What is required: Quote exactly the lines from the start of the entries to the one with "#[derive(Debug, Clone, PartialEq, Serialize, Deserialize)]", both ends included.

Provided records:
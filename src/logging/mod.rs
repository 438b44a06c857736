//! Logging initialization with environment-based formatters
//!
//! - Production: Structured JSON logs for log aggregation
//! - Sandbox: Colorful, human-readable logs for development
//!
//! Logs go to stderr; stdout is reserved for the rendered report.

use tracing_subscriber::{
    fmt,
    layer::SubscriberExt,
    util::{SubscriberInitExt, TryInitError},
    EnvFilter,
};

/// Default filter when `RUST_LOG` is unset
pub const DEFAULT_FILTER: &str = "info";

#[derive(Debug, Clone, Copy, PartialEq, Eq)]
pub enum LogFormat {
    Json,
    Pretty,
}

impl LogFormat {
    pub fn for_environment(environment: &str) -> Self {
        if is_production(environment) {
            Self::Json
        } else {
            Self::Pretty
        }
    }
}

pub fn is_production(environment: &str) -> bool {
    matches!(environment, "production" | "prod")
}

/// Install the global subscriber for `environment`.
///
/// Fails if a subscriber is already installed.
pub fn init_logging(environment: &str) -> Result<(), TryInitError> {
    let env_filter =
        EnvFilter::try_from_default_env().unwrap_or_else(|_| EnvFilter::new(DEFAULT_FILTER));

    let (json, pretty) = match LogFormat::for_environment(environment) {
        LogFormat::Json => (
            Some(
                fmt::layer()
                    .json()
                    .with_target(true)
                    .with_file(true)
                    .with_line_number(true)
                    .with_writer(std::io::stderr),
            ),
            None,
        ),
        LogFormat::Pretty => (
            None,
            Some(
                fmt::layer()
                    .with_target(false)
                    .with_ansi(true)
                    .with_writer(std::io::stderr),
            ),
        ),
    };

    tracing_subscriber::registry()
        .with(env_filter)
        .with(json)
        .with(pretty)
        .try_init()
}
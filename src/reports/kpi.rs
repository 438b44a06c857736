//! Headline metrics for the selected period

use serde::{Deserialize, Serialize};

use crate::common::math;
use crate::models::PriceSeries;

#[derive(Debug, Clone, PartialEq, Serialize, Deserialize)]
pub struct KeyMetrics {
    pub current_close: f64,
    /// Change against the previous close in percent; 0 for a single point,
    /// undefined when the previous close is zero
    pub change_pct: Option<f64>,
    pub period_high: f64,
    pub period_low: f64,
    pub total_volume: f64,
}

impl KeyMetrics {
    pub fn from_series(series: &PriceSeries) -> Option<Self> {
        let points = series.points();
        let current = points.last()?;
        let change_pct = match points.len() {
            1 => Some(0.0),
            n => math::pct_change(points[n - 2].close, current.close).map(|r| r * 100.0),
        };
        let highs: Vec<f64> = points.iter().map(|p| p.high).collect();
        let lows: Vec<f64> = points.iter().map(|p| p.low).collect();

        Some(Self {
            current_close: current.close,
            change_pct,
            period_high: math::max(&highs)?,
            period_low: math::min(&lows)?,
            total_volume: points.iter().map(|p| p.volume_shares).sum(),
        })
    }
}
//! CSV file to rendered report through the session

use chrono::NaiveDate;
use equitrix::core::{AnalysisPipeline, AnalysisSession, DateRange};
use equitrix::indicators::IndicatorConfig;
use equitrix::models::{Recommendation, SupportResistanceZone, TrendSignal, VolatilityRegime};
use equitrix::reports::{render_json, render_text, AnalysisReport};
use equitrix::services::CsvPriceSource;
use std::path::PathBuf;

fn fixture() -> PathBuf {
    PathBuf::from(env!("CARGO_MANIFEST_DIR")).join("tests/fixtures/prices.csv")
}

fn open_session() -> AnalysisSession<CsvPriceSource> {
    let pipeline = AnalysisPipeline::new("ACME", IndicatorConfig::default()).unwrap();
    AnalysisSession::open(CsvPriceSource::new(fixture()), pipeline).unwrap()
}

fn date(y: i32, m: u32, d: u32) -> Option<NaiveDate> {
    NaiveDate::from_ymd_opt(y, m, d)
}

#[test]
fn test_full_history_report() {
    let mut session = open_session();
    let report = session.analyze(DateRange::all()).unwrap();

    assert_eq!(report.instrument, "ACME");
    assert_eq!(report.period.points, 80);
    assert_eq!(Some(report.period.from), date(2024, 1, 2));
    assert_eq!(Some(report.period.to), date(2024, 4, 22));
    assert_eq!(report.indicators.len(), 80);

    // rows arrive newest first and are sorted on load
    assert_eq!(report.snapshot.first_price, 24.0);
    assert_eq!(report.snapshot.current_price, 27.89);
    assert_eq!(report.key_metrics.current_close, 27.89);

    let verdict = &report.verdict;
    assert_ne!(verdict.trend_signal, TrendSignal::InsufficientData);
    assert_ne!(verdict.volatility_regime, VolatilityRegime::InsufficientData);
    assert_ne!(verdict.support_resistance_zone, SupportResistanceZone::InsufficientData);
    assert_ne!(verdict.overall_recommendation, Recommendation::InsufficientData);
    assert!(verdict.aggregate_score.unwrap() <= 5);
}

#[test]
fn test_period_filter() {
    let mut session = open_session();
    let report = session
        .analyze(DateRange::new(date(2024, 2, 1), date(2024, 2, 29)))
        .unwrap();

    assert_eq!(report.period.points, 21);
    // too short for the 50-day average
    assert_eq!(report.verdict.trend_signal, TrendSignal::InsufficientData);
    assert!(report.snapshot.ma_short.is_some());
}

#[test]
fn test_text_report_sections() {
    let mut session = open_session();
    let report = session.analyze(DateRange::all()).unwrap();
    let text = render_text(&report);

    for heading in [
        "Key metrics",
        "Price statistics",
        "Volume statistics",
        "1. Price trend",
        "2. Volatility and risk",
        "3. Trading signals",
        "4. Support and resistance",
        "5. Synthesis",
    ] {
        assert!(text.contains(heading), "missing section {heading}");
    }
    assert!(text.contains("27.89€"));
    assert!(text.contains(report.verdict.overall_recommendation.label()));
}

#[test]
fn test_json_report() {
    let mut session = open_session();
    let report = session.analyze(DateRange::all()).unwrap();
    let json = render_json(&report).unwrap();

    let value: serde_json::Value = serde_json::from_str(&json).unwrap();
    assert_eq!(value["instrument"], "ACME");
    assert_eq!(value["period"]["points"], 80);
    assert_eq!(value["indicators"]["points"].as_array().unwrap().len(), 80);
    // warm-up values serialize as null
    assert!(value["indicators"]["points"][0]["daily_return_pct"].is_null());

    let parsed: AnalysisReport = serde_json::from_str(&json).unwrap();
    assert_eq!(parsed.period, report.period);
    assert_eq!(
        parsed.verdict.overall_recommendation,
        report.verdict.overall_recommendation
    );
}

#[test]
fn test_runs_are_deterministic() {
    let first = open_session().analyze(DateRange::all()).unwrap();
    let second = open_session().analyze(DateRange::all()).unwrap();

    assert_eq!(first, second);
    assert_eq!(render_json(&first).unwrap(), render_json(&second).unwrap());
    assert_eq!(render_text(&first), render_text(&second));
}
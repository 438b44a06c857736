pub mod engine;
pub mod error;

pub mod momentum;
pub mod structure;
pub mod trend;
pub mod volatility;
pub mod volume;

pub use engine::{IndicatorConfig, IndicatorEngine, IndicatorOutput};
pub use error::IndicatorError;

Answer section:
filename src/logging/mod.rs
repository 438b44a06c857736
//! Logging initialization with environment-based formatters
//!
//! - Production: Structured JSON logs for log aggregation
//! - Sandbox: Colorful, human-readable logs for development
//!
//! Logs go to stderr; stdout is reserved for the rendered report.

use tracing_subscriber::{
    fmt,
    layer::SubscriberExt,
    util::{SubscriberInitExt, TryInitError},
    EnvFilter,
};

/// Default filter when `RUST_LOG` is unset
pub const DEFAULT_FILTER: &str = "info";

#[derive(Debug, Clone, Copy, PartialEq, Eq)]
pub enum LogFormat {
    Json,
    Pretty,
}

impl LogFormat {
    pub fn for_environment(environment: &str) -> Self {
        if is_production(environment) {
            Self::Json
        } else {
            Self::Pretty
        }
    }
}

pub fn is_production(environment: &str) -> bool {
    matches!(environment, "production" | "prod")
}

/// Install the global subscriber for `environment`.
///
/// Fails if a subscriber is already installed.
pub fn init_logging(environment: &str) -> Result<(), TryInitError> {
    let env_filter =
        EnvFilter::try_from_default_env().unwrap_or_else(|_| EnvFilter::new(DEFAULT_FILTER));

    let (json, pretty) = match LogFormat::for_environment(environment) {
        LogFormat::Json => (
            Some(
                fmt::layer()
                    .json()
                    .with_target(true)
                    .with_file(true)
                    .with_line_number(true)
                    .with_writer(std::io::stderr),
            ),
            None,
        ),
        LogFormat::Pretty => (
            None,
            Some(
                fmt::layer()
                    .with_target(false)
                    .with_ansi(true)
                    .with_writer(std::io::stderr),
            ),
        ),
    };

    tracing_subscriber::registry()
        .with(env_filter)
        .with(json)
        .with(pretty)
        .try_init()
}
filename src/reports/kpi.rs
repository 438b44a06c857736
//! Headline metrics for the selected period

use serde::{Deserialize, Serialize};

use crate::common::math;
use crate::models::PriceSeries;

#[derive(Debug, Clone, PartialEq, Serialize, Deserialize)]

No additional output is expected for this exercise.